Seton Hall | Law - Commercial Law (COML)

Number Name Credit Offering


Bankruptcy and Creditors' Rights

This course provides a survey of remedies available to consumer and business debtors and their creditors under state law and the United States Bankruptcy Code. The course covers topics such as: enforcement of money judgments, commencement of bankruptcy cases, the automatic stay, property of the bankruptcy estate, exemptions, secured and unsecured claims, avoidance of transfers, executory contracts, distribution of property, dismissal and conversion of bankruptcy cases, and discharge of debts in bankruptcy.




Commercial Law Survey

This important course is a survey of Articles 2, 9 and 3 of the Uniform Commercial Code. It affords students the opportunity to develop enhanced familiarity with the laws of sales and consumer transactions, and then the law of secured financing, which involves the voluntary collateralization of goods.  The course then examines related aspects of consumer and commercial bankruptcy law. It concludes with an overview of the law of negotiable instruments, also known as commercial paper.  Negotiable instruments are promissory notes and checks.  The course explores the predicates to proper transfer of negotiable instruments, the elements and benefits of holder in due course status, and liability for lost, stolen or forged checks.

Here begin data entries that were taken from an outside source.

//! Core data types shared across the tracker
//!
//! - `Subscription` - durable (recipient, label, address) association
//! - `TransactionRecord` - one transaction as returned by a ledger source
//! - `Category` - semantic classification of a transaction
//! - `ClassifiedEvent` - a transaction attached to one subscription
//! - `PendingBatch` - classified events grouped for one recipient

use serde::{Deserialize, Serialize};
use std::fmt;

/// Opaque chat/session identifier of a notification recipient
#[derive(Debug, Clone, Copy, PartialEq, Eq, Hash, PartialOrd, Ord, Serialize, Deserialize)]
#[serde(transparent)]
pub struct RecipientId(pub i64);

impl fmt::Display for RecipientId {
    fn fmt(&self, f: &mut fmt::Formatter<'_>) -> fmt::Result {
        write!(f, "{}", self.0)
    }
}

/// Canonical form of an external-chain address (trimmed, ASCII lowercase)
pub fn normalize_address(address: &str) -> String {
    address.trim().to_ascii_lowercase()
}

#[derive(Debug, Clone, PartialEq, Eq, Serialize, Deserialize)]
pub struct Subscription {
    pub recipient_id: RecipientId,
    pub label: String,
    /// Always stored normalized
    pub address: String,
}

/// A transaction as seen by the ledger source
///
/// Treated as opaque apart from the fields the classifier inspects.
#[derive(Debug, Clone, PartialEq, Eq, Serialize, Deserialize)]
pub struct TransactionRecord {
    pub hash: String,
    pub from: String,
    /// `None` for contract creation
    pub to: Option<String>,
    /// Amount in the chain's smallest unit
    pub value: u128,
    pub input_data: String,
    /// `None` while pending
    pub block_number: Option<u64>,
    pub token_symbol: Option<String>,
}

impl TransactionRecord {
    /// Lowercased hash, used as the dedup identity
    pub fn identity(&self) -> String {
        self.hash.trim().to_ascii_lowercase()
    }
}

/// Semantic category assigned by the classifier
#[derive(Debug, Clone, Copy, PartialEq, Eq, Hash, Serialize, Deserialize)]
pub enum Category {
    Send,
    Receive,
    Swap,
    TokenTransfer,
    #[serde(rename = "NFTPurchase")]
    NftPurchase,
    #[serde(rename = "NFTSale")]
    NftSale,
    Unknown,
}

impl Category {
    pub fn as_str(&self) -> &'static str {
        match self {
            Category::Send => "Send",
            Category::Receive => "Receive",
            Category::Swap => "Swap",
            Category::TokenTransfer => "TokenTransfer",
            Category::NftPurchase => "NFTPurchase",
            Category::NftSale => "NFTSale",
            Category::Unknown => "Unknown",
        }
    }
}

impl fmt::Display for Category {
    fn fmt(&self, f: &mut fmt::Formatter<'_>) -> fmt::Result {
        f.write_str(self.as_str())
    }
}

/// A new transaction attached to one subscription watching its address
#[derive(Debug, Clone, PartialEq, Eq)]
pub struct ClassifiedEvent {
    pub subscription: Subscription,
    pub transaction: TransactionRecord,
    pub category: Category,
}

/// All events of one cycle addressed to a single recipient
#[derive(Debug, Clone, PartialEq, Eq)]
pub struct PendingBatch {
    pub recipient_id: RecipientId,
    pub events: Vec<ClassifiedEvent>,
}

/// Group events by recipient, preserving first-seen recipient order and
/// event order within each recipient.
pub fn group_by_recipient(events: Vec<ClassifiedEvent>) -> Vec<PendingBatch> {
    let mut batches: Vec<PendingBatch> = Vec::new();

    for event in events {
        let recipient = event.subscription.recipient_id;
        match batches.iter_mut().find(|b| b.recipient_id == recipient) {
            Some(batch) => batch.events.push(event),
            None => batches.push(PendingBatch {
                recipient_id: recipient,
                events: vec![event],
            }),
        }
    }

    batches
}
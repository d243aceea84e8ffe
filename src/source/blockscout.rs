//! Blockscout explorer integration
//!
//! Endpoint: `{base}/api/v2/addresses/{address}/transactions`
//! Returns: `{ "items": [...], "next_page_params": ... }`, newest first.
//!
//! Only the first page is read; the newest `limit` items are kept and handed
//! back oldest-first so block-cursor dedup sees non-decreasing blocks.

use {
    super::{FetchError, LedgerSource},
    crate::types::TransactionRecord,
    async_trait::async_trait,
    serde::Deserialize,
    std::time::Duration,
};

#[derive(Debug, Deserialize)]
struct TransactionsPage {
    #[serde(default)]
    items: Vec<BlockscoutTransaction>,
}

#[derive(Debug, Deserialize)]
struct AddressRef {
    hash: String,
}

#[derive(Debug, Deserialize)]
struct TokenInfo {
    symbol: Option<String>,
}

#[derive(Debug, Deserialize)]
struct TokenTransfer {
    token: Option<TokenInfo>,
}

#[derive(Debug, Deserialize)]
struct BlockscoutTransaction {
    hash: String,
    from: AddressRef,
    to: Option<AddressRef>,
    #[serde(default)]
    value: Option<String>,
    #[serde(default)]
    raw_input: Option<String>,
    #[serde(default)]
    block_number: Option<u64>,
    /// Older API versions name the field `block`
    #[serde(default)]
    block: Option<u64>,
    #[serde(default)]
    token_transfers: Option<Vec<TokenTransfer>>,
}

impl BlockscoutTransaction {
    fn into_record(self) -> Result<TransactionRecord, FetchError> {
        let value = match self.value.as_deref().map(str::trim) {
            None | Some("") => 0,
            Some(v) => v.parse::<u128>().map_err(|_| {
                FetchError::Malformed(format!("tx {}: invalid value '{}'", self.hash, v))
            })?,
        };

        let token_symbol = self
            .token_transfers
            .unwrap_or_default()
            .into_iter()
            .filter_map(|t| t.token.and_then(|token| token.symbol))
            .find(|s| !s.trim().is_empty());

        Ok(TransactionRecord {
            hash: self.hash,
            from: self.from.hash,
            to: self.to.map(|to| to.hash),
            value,
            input_data: self.raw_input.unwrap_or_default(),
            block_number: self.block_number.or(self.block),
            token_symbol,
        })
    }
}

/// Decode a transactions page into at most `limit` records, oldest first
pub fn parse_transactions(body: &str, limit: usize) -> Result<Vec<TransactionRecord>, FetchError> {
    let page: TransactionsPage = serde_json::from_str(body)?;

    let mut records = page
        .items
        .into_iter()
        .take(limit)
        .map(BlockscoutTransaction::into_record)
        .collect::<Result<Vec<_>, _>>()?;

    // Stable: equal blocks keep explorer order reversed to oldest-first
    records.reverse();
    records.sort_by_key(|r| r.block_number.unwrap_or(u64::MAX));
    Ok(records)
}

pub struct BlockscoutSource {
    client: reqwest::Client,
    base_url: String,
    limit: usize,
}

impl BlockscoutSource {
    pub fn new(base_url: &str, limit: usize, timeout: Duration) -> Result<Self, FetchError> {
        let client = reqwest::Client::builder().timeout(timeout).build()?;

        Ok(Self {
            client,
            base_url: base_url.trim_end_matches('/').to_string(),
            limit: limit.max(1),
        })
    }

    fn transactions_url(&self, address: &str) -> String {
        format!("{}/api/v2/addresses/{}/transactions", self.base_url, address)
    }
}

#[async_trait]
impl LedgerSource for BlockscoutSource {
    async fn fetch(&self, address: &str) -> Result<Vec<TransactionRecord>, FetchError> {
        let response = self.client.get(self.transactions_url(address)).send().await?;

        if !response.status().is_success() {
            return Err(FetchError::Status(response.status().as_u16()));
        }

        let body = response.text().await?;
        parse_transactions(&body, self.limit)
    }

    fn source_name(&self) -> &'static str {
        "blockscout"
    }
}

Prerequisites: Contracts I and II.


Construction Law

This course will provide a detailed examination of the law associated with construction, real estate development, "green building" and sustainable design; cover the relationships between the parties in the construction process; and focus on the key provisions to be included in construction contracts. It includes the perspectives of owner, architect/engineer, contractor, subcontractor, supplier, and surety in the context of private and public construction projects. In addition, the course will explore the contractual and statutory obligations and protections for contractors, subcontractors and suppliers. Finally, there will be an analysis of typical construction disputes arising from contract interpretation, change orders, delay, safety, environmental problems and payment issues; and the means by which those disputes are resolved.



This course considers the role of insurance in American society, emphasizing: the nature of the insurance contract, including standard clauses; the notion of wager and insurable interest; concealment; representation; contributions; warranty; illegality; waiver; estoppel; and subrogation. It examines both common law principles and state supervision and regulation of the insurance industry.


Secured Transactions

Secured credit--in the form of bank lending, mortgages, and asset securitizations--is a legal solution to critical business challenges. Secured credit can help creditors lend money while minimizing the risk of loss. It can also help businesses and consumers pledge assets as collateral while retaining the right to use those assets.

This course examines the use of credit and collateral in sale and loan transactions, ranging from routine consumer purchases to complex business transactions. This course uses a problem-based approach to explore commercial deals. The course implicates both statutory interpretation and policy considerations in meeting the needs, and reconciling the interests, of the various parties to secured transactions--consumers, manufacturers, dealers, lenders, insurers, and the government. The focus is on developing situations-specific legal strategies and advising clients. There are no pre-requisites for this course, but students who have taken either Commercial Law or Bankruptcy may find the background provided by those courses helpful.